Mais l’expansion du nombre d’adhérents ne garantit par pour autant que le PCC passera le cap du siècle. « L’avenir est radieux, mais la route est sinueuse », disait Mao Zedong. Un adage que partage l’actuel président chinois. « Le parti dans son ensemble fait face à des difficultés de croissance », a estimé vendredi 1er juillet Hu Jintao évoquant des « défis nouveaux afin de renforcer la capacité du parti à résister à la corruption et aux risques ».
Un appel aux jeunes
Plus d’un quart des membres du PCC sont âgés de plus de 60 ans. L’absence de Jiang Zemin vendredi 1er juillet à la cérémonie a donc été remarquée, notamment par les médias de Hong-Kong, et a relancé les spéculations sur l’état de santé de l’ancien secrétaire général. Le chef de l’Etat a d’ailleurs lancé un appel aux jeunes qui « représentent l’avenir à la fois de la Chine et de son peuple » mais aussi « l’avenir et l’espoir du parti ».

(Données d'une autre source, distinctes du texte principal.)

//! Configuration trees
//!
//!     The in-memory model every parser in this crate writes into. A [ConfigTree] is a
//!     tree of named nodes; each node has a text value, string properties and ordered
//!     children. Nodes are addressed with dotted paths relative to any node:
//!
//!         let mut tree = ConfigTree::new("app");
//!         tree.root_mut().set_property("server.port", "8080")?;
//!         let port: u16 = tree.root().property_as("server.port")?;
//!
//! Layout
//!
//!     - [arena]: slot storage and node handles.
//!     - [tree]: the tree with its read and write views.
//!     - [access]: dotted path resolution.
//!     - [value]: typed conversion of values and properties.
//!     - [schema]: validation of a tree against a schema tree.
//!     - [document]: a tree bound to the resource it was loaded from.
//!     - [serialize]: serde support.

pub mod access;
pub mod arena;
pub mod document;
pub mod schema;
mod serialize;
pub mod tree;
pub mod value;

pub use access::{AccessFlags, DotAccess, Resolved};
pub use arena::NodeId;
pub use document::{ConfigDocument, Resource, ResourceKind};
pub use schema::{StructuralValidator, ValidationFlags, Validator};
pub use tree::{ConfigTree, NodeMut, NodeRef};
pub use value::ConfigValue;
//! Settings for the INI parser and the command line tool.
//!
//! `defaults/cfgtree.default.toml` is embedded so the documented defaults and the
//! runtime defaults can't drift apart. User files are layered on top via [`Loader`]
//! before deserializing into [`Settings`].

use config::builder::DefaultState;
use config::{Config, ConfigBuilder, ConfigError, File, FileFormat, ValueKind};
use serde::Deserialize;
use std::path::Path;

const DEFAULT_TOML: &str = include_str!("../defaults/cfgtree.default.toml");

#[derive(Debug, Clone, PartialEq, Eq, Deserialize)]
pub struct Settings {
    pub ini: IniSettings,
    pub output: OutputSettings,
}

/// Knobs of the INI lexer and parser.
#[derive(Debug, Clone, PartialEq, Eq, Deserialize)]
pub struct IniSettings {
    pub comment_markers: Vec<String>,
    pub quote: String,
    pub duplicate_sections: SectionPolicy,
}

impl Default for IniSettings {
    fn default() -> Self {
        Self {
            comment_markers: vec![";".to_string(), "#".to_string()],
            quote: "\"".to_string(),
            duplicate_sections: SectionPolicy::Reuse,
        }
    }
}

/// What a repeated `[name]` header does.
#[derive(Debug, Clone, Copy, PartialEq, Eq, Default, Deserialize)]
#[serde(rename_all = "kebab-case")]
pub enum SectionPolicy {
    /// Later assignments go to the section declared first.
    #[default]
    Reuse,
    /// The parse fails with a duplicate section error.
    Reject,
}

#[derive(Debug, Clone, PartialEq, Eq, Deserialize)]
pub struct OutputSettings {
    pub format: String,
    pub pretty: bool,
}

/// Builds [Settings] from `defaults/cfgtree.default.toml`, then settings files in the
/// order they are added, then single-key overrides. Later layers win per key.
#[derive(Debug, Clone)]
pub struct Loader {
    builder: ConfigBuilder<DefaultState>,
}

impl Loader {
    /// Only the embedded defaults so far.
    pub fn new() -> Self {
        let builder = Config::builder().add_source(File::from_str(DEFAULT_TOML, FileFormat::Toml));
        Self { builder }
    }

    /// Adds a TOML file, e.g. the one passed with `--settings`; `build` fails if it
    /// can't be read.
    pub fn with_file(mut self, path: impl AsRef<Path>) -> Self {
        let source = File::from(path.as_ref())
            .format(FileFormat::Toml)
            .required(true);
        self.builder = self.builder.add_source(source);
        self
    }

    /// Adds a TOML file that may not exist, such as a per-user `cfgtree.toml`.
    pub fn with_optional_file(mut self, path: impl AsRef<Path>) -> Self {
        let source = File::from(path.as_ref())
            .format(FileFormat::Toml)
            .required(false);
        self.builder = self.builder.add_source(source);
        self
    }

    /// Overrides one dotted key, e.g. `ini.duplicate_sections`.
    pub fn set_override<I>(mut self, key: &str, value: I) -> Result<Self, ConfigError>
    where
        I: Into<ValueKind>,
    {
        self.builder = self.builder.set_override(key, value)?;
        Ok(self)
    }

    pub fn build(self) -> Result<Settings, ConfigError> {
        self.builder.build()?.try_deserialize()
    }
}

impl Default for Loader {
    fn default() -> Self {
        Self::new()
    }
}

pub fn load_defaults() -> Result<Settings, ConfigError> {
    Loader::new().build()
}
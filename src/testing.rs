//! Fluent assertions for configuration trees
//!
//! Checks read top-down and report the path of the node that failed:
//!
//! ```rust-example
//! assert_node(tree.root())
//!     .child_names(&["server", "client"])
//!     .child("server", |server| {
//!         server.property("host", "localhost").property_count(2);
//!     });
//! ```

use crate::config::NodeRef;

pub fn assert_node(node: NodeRef<'_>) -> NodeAssertion<'_> {
    let context = match node.path() {
        path if path.is_empty() => "<root>".to_string(),
        path => path,
    };
    NodeAssertion { node, context }
}

pub struct NodeAssertion<'a> {
    node: NodeRef<'a>,
    context: String,
}

impl<'a> NodeAssertion<'a> {
    pub fn node(&self) -> NodeRef<'a> {
        self.node
    }

    pub fn name(self, expected: &str) -> Self {
        assert_eq!(
            self.node.name(),
            expected,
            "{}: Expected name '{}', found '{}'",
            self.context,
            expected,
            self.node.name()
        );
        self
    }

    pub fn value(self, expected: &str) -> Self {
        assert_eq!(
            self.node.value(),
            expected,
            "{}: Expected value '{}', found '{}'",
            self.context,
            expected,
            self.node.value()
        );
        self
    }

    pub fn child_count(self, expected: usize) -> Self {
        let actual = self.node.child_count();
        assert_eq!(
            actual, expected,
            "{}: Expected {} children, found {} children",
            self.context, expected, actual
        );
        self
    }

    /// Direct children, in order.
    pub fn child_names(self, expected: &[&str]) -> Self {
        let actual = self.node.child_names();
        assert_eq!(
            actual, expected,
            "{}: Expected children {:?}, found {:?}",
            self.context, expected, actual
        );
        self
    }

    pub fn property(self, path: &str, expected: &str) -> Self {
        match self.node.find_property(path) {
            Some(actual) => assert_eq!(
                actual, expected,
                "{}: Expected property '{}' = '{}', found '{}'",
                self.context, path, expected, actual
            ),
            None => panic!(
                "{}: Expected property '{}', available: {:?}",
                self.context,
                path,
                self.node.property_paths()
            ),
        }
        self
    }

    pub fn no_property(self, path: &str) -> Self {
        assert!(
            !self.node.has_property(path),
            "{}: Expected no property '{}'",
            self.context,
            path
        );
        self
    }

    /// Number of direct properties.
    pub fn property_count(self, expected: usize) -> Self {
        let actual = self.node.property_names().len();
        assert_eq!(
            actual, expected,
            "{}: Expected {} properties, found {} properties",
            self.context, expected, actual
        );
        self
    }

    pub fn child<F>(self, path: &str, assertion: F) -> Self
    where
        F: FnOnce(NodeAssertion<'a>),
    {
        let Some(child) = self.node.find_child(path) else {
            panic!(
                "{}: Expected child '{}', available: {:?}",
                self.context,
                path,
                self.node.child_paths()
            );
        };
        assertion(NodeAssertion {
            node: child,
            context: format!("{}/{}", self.context, path),
        });
        self
    }

    pub fn no_child(self, path: &str) -> Self {
        assert!(
            !self.node.has_child(path),
            "{}: Expected no child '{}'",
            self.context,
            path
        );
        self
    }
}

Néanmoins, le vieillissement des cadres n’est pas le principal souci du pouvoir chinois. L’ennemi numéro un, c’est la corruption qui nourrit les colères sociales et « va réduire le soutien et la confiance du peuple dans le parti », a encore insisté le chef de la deuxième économie mondiale. La ligne à grande vitesse Pékin-Shanghai a, par exemple, transporté ses premiers passagers vendredi. Décrite par les médias comme le symbole de la Chine moderne, elle a pourtant été entachée par les pots-de-vin versés sur son passage. Et a coûté son poste à l’ancien ministre des Chemins de fer. Liu Zhijun est en effet accusé d’avoir détourné près de 150 millions de dollars.
« Folklore rouge »
Cette crise d’identité est née avec la politique d’ouverture il y a trente ans, suivie par un enrichissement rapide mais encore inégal de la population. La campagne de chants rouges lancée depuis la ville de Chongqing au sud-ouest du pays s’accompagne ainsi de discours sur un retour aux valeurs morales d’un parti fondé à l’origine pour « servir le peuple ». Un crédo repris dans les séries télévisées comme dans la grosse production chinoise de l’année. A la gloire du parti, « Début d’une grande renaissance » est à l’affiche dans plus de 7 800 salles. Des images, des chants, des danses et même des poèmes à l’école qui s’accompagnent parfois de relents nationalistes entretenus par l’extrême gauche. Minoritaire dans le parti, elle a visiblement su convaincre puisque la campagne a été étendue à tout le pays.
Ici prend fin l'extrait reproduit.